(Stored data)
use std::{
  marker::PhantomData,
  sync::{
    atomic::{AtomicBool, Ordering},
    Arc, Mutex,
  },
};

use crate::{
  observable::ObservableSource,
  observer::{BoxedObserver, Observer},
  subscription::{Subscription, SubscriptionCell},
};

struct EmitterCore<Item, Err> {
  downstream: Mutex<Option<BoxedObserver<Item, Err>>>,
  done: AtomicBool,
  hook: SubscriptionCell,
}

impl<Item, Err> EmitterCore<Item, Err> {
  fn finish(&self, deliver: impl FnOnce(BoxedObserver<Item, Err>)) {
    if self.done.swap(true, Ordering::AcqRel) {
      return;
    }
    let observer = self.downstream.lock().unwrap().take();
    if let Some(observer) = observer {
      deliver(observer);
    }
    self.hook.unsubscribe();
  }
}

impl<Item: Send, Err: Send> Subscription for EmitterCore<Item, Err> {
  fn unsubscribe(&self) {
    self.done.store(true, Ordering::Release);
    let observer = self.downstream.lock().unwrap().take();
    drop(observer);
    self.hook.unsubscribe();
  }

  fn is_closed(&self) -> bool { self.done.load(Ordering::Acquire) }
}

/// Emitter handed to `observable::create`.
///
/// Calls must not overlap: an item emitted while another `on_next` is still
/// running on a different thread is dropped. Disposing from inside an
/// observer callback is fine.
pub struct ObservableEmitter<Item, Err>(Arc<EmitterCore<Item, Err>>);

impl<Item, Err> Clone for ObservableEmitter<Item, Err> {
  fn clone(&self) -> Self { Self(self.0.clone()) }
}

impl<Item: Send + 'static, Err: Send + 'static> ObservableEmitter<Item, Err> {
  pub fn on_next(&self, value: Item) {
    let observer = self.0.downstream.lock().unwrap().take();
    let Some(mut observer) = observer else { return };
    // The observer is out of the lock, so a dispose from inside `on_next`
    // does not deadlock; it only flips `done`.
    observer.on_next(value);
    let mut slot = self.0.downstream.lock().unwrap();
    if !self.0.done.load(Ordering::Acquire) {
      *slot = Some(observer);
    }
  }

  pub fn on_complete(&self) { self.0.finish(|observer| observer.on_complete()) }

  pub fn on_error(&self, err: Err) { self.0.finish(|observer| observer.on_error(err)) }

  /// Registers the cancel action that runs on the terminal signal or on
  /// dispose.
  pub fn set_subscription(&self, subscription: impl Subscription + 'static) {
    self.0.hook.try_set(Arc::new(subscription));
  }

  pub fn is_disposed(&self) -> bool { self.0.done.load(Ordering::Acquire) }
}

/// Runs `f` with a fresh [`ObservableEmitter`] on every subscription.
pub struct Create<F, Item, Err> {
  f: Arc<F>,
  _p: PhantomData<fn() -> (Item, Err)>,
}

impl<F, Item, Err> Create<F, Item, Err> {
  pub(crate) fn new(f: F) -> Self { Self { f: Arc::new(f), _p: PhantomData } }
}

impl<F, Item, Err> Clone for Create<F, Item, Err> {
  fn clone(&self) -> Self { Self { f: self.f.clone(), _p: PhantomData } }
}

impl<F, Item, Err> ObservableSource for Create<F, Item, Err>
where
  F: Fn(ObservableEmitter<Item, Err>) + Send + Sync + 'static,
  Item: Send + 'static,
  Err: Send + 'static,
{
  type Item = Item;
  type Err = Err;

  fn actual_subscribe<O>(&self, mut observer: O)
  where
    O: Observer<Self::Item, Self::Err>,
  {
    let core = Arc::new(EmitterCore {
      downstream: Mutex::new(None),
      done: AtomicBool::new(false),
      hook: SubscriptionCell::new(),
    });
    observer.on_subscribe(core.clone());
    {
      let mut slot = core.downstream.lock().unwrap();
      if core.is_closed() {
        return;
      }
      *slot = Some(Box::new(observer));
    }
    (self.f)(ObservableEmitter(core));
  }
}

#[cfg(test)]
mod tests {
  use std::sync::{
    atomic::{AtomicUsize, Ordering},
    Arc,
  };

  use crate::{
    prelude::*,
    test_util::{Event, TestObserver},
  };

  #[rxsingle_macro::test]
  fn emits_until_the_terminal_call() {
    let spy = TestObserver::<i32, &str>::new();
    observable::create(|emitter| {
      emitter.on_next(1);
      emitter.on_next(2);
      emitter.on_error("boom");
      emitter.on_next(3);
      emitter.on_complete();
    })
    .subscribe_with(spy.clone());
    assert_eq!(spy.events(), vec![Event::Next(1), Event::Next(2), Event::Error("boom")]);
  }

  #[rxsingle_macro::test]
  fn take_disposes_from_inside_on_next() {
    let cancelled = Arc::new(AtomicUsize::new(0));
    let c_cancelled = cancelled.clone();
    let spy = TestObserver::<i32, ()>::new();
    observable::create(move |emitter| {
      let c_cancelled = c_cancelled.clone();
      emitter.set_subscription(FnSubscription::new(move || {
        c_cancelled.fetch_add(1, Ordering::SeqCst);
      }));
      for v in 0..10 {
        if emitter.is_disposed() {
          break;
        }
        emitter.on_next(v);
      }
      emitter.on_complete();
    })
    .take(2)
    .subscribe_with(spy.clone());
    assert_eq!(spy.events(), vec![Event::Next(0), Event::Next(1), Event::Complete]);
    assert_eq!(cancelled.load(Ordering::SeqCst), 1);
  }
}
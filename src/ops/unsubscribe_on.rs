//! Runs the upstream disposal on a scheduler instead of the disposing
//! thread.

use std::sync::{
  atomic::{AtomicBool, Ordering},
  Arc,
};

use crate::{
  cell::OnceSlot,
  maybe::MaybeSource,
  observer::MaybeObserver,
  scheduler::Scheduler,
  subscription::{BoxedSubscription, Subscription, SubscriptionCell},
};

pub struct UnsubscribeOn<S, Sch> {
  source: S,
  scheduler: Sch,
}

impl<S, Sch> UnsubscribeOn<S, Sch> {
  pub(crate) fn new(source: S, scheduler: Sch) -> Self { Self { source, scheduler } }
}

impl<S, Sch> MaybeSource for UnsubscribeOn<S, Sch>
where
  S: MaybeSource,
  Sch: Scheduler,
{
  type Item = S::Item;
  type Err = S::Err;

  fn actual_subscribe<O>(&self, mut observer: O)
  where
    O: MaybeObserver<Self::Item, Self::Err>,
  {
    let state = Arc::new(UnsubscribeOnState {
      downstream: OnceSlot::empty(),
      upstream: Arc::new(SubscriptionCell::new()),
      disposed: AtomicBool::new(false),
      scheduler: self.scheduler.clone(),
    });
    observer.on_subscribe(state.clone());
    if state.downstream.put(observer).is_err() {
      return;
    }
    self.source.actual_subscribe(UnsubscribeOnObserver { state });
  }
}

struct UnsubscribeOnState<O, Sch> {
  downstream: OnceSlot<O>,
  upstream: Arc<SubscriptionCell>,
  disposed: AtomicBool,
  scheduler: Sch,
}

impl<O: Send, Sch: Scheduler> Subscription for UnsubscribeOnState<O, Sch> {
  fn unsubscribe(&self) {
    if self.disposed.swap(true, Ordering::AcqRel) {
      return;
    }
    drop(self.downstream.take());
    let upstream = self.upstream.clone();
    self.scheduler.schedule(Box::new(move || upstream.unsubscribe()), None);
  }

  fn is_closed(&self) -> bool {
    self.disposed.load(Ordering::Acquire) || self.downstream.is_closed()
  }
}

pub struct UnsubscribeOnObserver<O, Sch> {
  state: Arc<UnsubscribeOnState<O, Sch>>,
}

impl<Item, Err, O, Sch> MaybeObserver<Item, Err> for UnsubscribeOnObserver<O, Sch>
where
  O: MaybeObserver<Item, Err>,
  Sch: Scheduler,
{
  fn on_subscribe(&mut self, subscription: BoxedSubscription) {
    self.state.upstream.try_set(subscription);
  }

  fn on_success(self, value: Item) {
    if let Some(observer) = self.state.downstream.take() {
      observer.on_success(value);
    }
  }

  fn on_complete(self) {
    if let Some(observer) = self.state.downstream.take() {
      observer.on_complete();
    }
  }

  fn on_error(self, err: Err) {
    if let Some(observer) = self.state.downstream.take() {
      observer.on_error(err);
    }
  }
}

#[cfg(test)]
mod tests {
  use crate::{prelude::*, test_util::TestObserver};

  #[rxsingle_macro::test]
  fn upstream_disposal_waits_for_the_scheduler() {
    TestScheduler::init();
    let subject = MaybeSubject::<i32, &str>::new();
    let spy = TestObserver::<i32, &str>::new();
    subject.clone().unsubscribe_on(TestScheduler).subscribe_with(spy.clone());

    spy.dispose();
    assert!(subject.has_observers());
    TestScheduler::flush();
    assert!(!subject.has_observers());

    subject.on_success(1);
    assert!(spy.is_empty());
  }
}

#### WHAT YOU HAVE TO DO:
Gather and copy every line of the data in which the string "AtomicUsize" is found.

#### EXPECTED ANSWER:
    atomic::{AtomicUsize, Ordering},
    let cancelled = Arc::new(AtomicUsize::new(0));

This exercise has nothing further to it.